About this task:
Look through the lines below, find those with the word "bool", and copy them.
** Extracted material follows **
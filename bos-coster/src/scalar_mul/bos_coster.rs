// -*- mode: rust; -*-
//
// This file is part of bos-coster.
// See LICENSE for licensing information.

//! Implementation of the Bos–Coster multiscalar multiplication.
//!
//! # Warning
//!
//! Everything in this module runs in variable time.  The sequence of
//! heap operations, comparisons, and point additions depends on the
//! numeric values of the scalars, so none of it may be used with secret
//! scalars.

use core::borrow::Borrow;
use core::marker::PhantomData;

use log::{debug, trace};

use crate::errors::MultiscalarError;
use crate::heap::{Term, TermHeap, MAX_N};
use crate::traits::{VartimeMultiscalarMul, VartimePoint, VartimeScalar};

/// Compute \\( \sum\_i c\_i P\_i \\) for at most `MAX_N` terms using the
/// Bos–Coster reduction.
///
/// Variable time: never call this with secret scalars.
///
/// # Panics
///
/// If `scalars` and `points` have different lengths, or if there are more
/// than `MAX_N` of them.
pub fn multiscalar_mul<S, P>(scalars: &[S], points: &[P]) -> P
where
    S: VartimeScalar,
    P: VartimePoint,
{
    assert_eq!(
        scalars.len(),
        points.len(),
        "scalars and points must have the same length"
    );
    assert!(
        scalars.len() <= MAX_N,
        "at most {} terms are supported, got {}",
        MAX_N,
        scalars.len()
    );

    Reduction::from_pairs(scalars.iter().cloned().zip(points.iter().cloned())).finish()
}

/// Like [`multiscalar_mul`], but reports a bad input size as an error
/// instead of panicking.
pub fn try_multiscalar_mul<S, P>(scalars: &[S], points: &[P]) -> Result<P, MultiscalarError>
where
    S: VartimeScalar,
    P: VartimePoint,
{
    if scalars.len() != points.len() {
        return Err(MultiscalarError::LengthMismatch {
            scalars: scalars.len(),
            points: points.len(),
        });
    }
    if scalars.len() > MAX_N {
        return Err(MultiscalarError::TooManyTerms {
            count: scalars.len(),
            max: MAX_N,
        });
    }
    Ok(multiscalar_mul(scalars, points))
}

/// An in-progress Bos–Coster reduction over at most `MAX_N` terms.
///
/// The reduction holds a heap of terms \\( (c\_i, P\_i) \\) with non-zero
/// scalars.  Each [`step`](Reduction::step) pops the two terms with the
/// largest scalars, \\( (n, X) \\) and \\( (m, Y) \\) with \\( n \geq m \\),
/// and replaces them using
/// $$
/// nX + mY = (n - m)X + m(X + Y),
/// $$
/// dropping the first term when \\( n = m \\).  Since this is an identity,
/// \\( \sum\_i c\_i P\_i \\) over the held terms never changes.  Each step
/// either removes a term or replaces the largest scalar with a smaller
/// one, and for random scalars the largest scalar roughly halves each
/// time, so a handful of steps per term leaves a single term whose scalar
/// is almost always 1.
///
/// That bound only holds when the scalars are of similar size.  Folding a
/// large scalar \( n \) against a small one \( m \) subtracts \( m \)
/// per step, so the number of steps grows like \( n / m \): a random
/// 253-bit scalar next to `1` will never finish in practice.  Callers that
/// mix full-size scalars with small ones should use a different algorithm.
///
/// [`finish`](Reduction::finish) runs the remaining steps and multiplies
/// out the last term with a short double-and-add.
pub struct Reduction<S, P> {
    heap: TermHeap<S, P>,
    loaded: usize,
    steps: usize,
}

impl<S, P> Reduction<S, P>
where
    S: VartimeScalar,
    P: VartimePoint,
{
    /// Start an empty reduction.
    pub fn new() -> Self {
        Reduction {
            heap: TermHeap::new(),
            loaded: 0,
            steps: 0,
        }
    }

    /// Start a reduction over a batch of `(scalar, point)` pairs.
    ///
    /// Pairs with a zero scalar contribute nothing and are dropped.
    ///
    /// # Panics
    ///
    /// If there are more than `MAX_N` pairs, including the dropped ones.
    pub fn from_pairs<I>(pairs: I) -> Self
    where
        I: IntoIterator<Item = (S, P)>,
    {
        let mut count = 0;
        let terms = pairs
            .into_iter()
            .inspect(|_| {
                count += 1;
                assert!(count <= MAX_N, "at most {} terms are supported", MAX_N);
            })
            .filter(|(scalar, _)| !scalar.is_zero())
            .map(|(scalar, point)| Term::new(scalar, point));
        let heap = TermHeap::from_terms(terms);

        Reduction {
            loaded: heap.len(),
            heap,
            steps: 0,
        }
    }

    /// Add the term `scalar * point`.  A zero scalar is ignored.
    ///
    /// # Panics
    ///
    /// If the reduction already holds `MAX_N` terms.
    pub fn push(&mut self, scalar: S, point: P) {
        if scalar.is_zero() {
            return;
        }
        self.heap.push(Term::new(scalar, point));
        self.loaded += 1;
    }

    /// The number of terms currently held.
    pub fn len(&self) -> usize {
        self.heap.len()
    }

    /// Return true if no terms are held.
    pub fn is_empty(&self) -> bool {
        self.heap.is_empty()
    }

    /// Return true if no more terms can be pushed.
    pub fn is_full(&self) -> bool {
        self.heap.is_full()
    }

    /// Return true once at most one term is left.
    pub fn is_reduced(&self) -> bool {
        self.heap.len() <= 1
    }

    /// The number of steps taken so far.
    pub fn steps(&self) -> usize {
        self.steps
    }

    /// The largest scalar currently held.
    pub fn max_scalar(&self) -> Option<&S> {
        self.heap.peek_max().map(|term| &term.scalar)
    }

    /// The terms currently held, in no particular order.
    pub fn terms(&self) -> impl Iterator<Item = (&S, &P)> {
        self.heap.iter().map(|term| (&term.scalar, &term.point))
    }

    /// Combine the two largest terms.  Returns `false`, without doing
    /// anything, if fewer than two terms are held.
    pub fn step(&mut self) -> bool {
        if self.heap.len() < 2 {
            return false;
        }

        let x = self.heap.pop_max();
        let y = self.heap.pop_max();

        // Y -> X + Y
        let combined = x.point.add_vartime(&y.point);
        if x.scalar != y.scalar {
            // n -> n - m, which is non-zero and smaller than n.
            let difference = x.scalar + (-y.scalar.clone());
            self.heap.push(Term::new(difference, x.point));
        }
        self.heap.push(Term::new(y.scalar, combined));

        self.steps += 1;
        true
    }

    /// Run the reduction to completion and return the weighted sum of
    /// all terms pushed.
    pub fn finish(mut self) -> P {
        while self.step() {}

        trace!(
            "bos-coster: reduced {} terms in {} steps",
            self.loaded,
            self.steps
        );

        if self.heap.is_empty() {
            return P::identity();
        }
        let Term { scalar, point } = self.heap.pop_max();
        debug_assert!(!scalar.is_zero());

        double_and_add(scalar, point)
    }
}

impl<S, P> Default for Reduction<S, P>
where
    S: VartimeScalar,
    P: VartimePoint,
{
    fn default() -> Self {
        Reduction::new()
    }
}

/// Right-to-left binary scalar multiplication.
///
/// Only used on the residual term of a reduction, whose scalar is tiny,
/// so there is no point in windowing.
fn double_and_add<S, P>(mut scalar: S, mut point: P) -> P
where
    S: VartimeScalar,
    P: VartimePoint,
{
    let mut result = P::identity();
    if point.is_identity() {
        return result;
    }

    let mut bits = 0;
    while !scalar.is_zero() {
        let (rest, bit) = scalar.halve_vartime();
        if bit {
            result = result.add_vartime(&point);
        }
        scalar = rest;
        if !scalar.is_zero() {
            point = point.double_vartime();
        }
        bits += 1;
    }
    trace!("bos-coster: residual scalar had {} bits", bits);

    result
}

/// Bos–Coster multiscalar multiplication over scalars `S` and points `P`.
///
/// The iterator interface accepts any number of terms.  Terms are fed to
/// the reduction `MAX_N` non-zero terms at a time, and the partial sums of
/// the batches are added together.
pub struct BosCoster<S, P>(PhantomData<(S, P)>);

impl<S, P> VartimeMultiscalarMul for BosCoster<S, P>
where
    S: VartimeScalar,
    P: VartimePoint,
{
    type Scalar = S;
    type Point = P;

    fn optional_multiscalar_mul<I, J>(scalars: I, points: J) -> Option<P>
    where
        I: IntoIterator,
        I::Item: Borrow<S>,
        J: IntoIterator<Item = Option<P>>,
    {
        let mut scalars = scalars.into_iter();
        let mut points = points.into_iter();
        let mut next_pair = move || match (scalars.next(), points.next()) {
            (Some(scalar), Some(point)) => Some((scalar.borrow().clone(), point)),
            (None, None) => None,
            _ => panic!("scalars and points must have the same length"),
        };

        let mut result = P::identity();
        let mut batches = 0;
        let mut exhausted = false;
        while !exhausted {
            let mut reduction = Reduction::new();
            while !reduction.is_full() {
                match next_pair() {
                    Some((scalar, point)) => reduction.push(scalar, point?),
                    None => {
                        exhausted = true;
                        break;
                    }
                }
            }
            if !reduction.is_empty() {
                result = result.add_vartime(&reduction.finish());
                batches += 1;
            }
        }
        debug!("bos-coster: summed {} batch(es)", batches);

        Some(result)
    }
}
** End of Extracted material **
Exercise result:
    pub fn is_empty(&self) -> bool {
    pub fn is_full(&self) -> bool {
    pub fn is_reduced(&self) -> bool {
    pub fn step(&mut self) -> bool {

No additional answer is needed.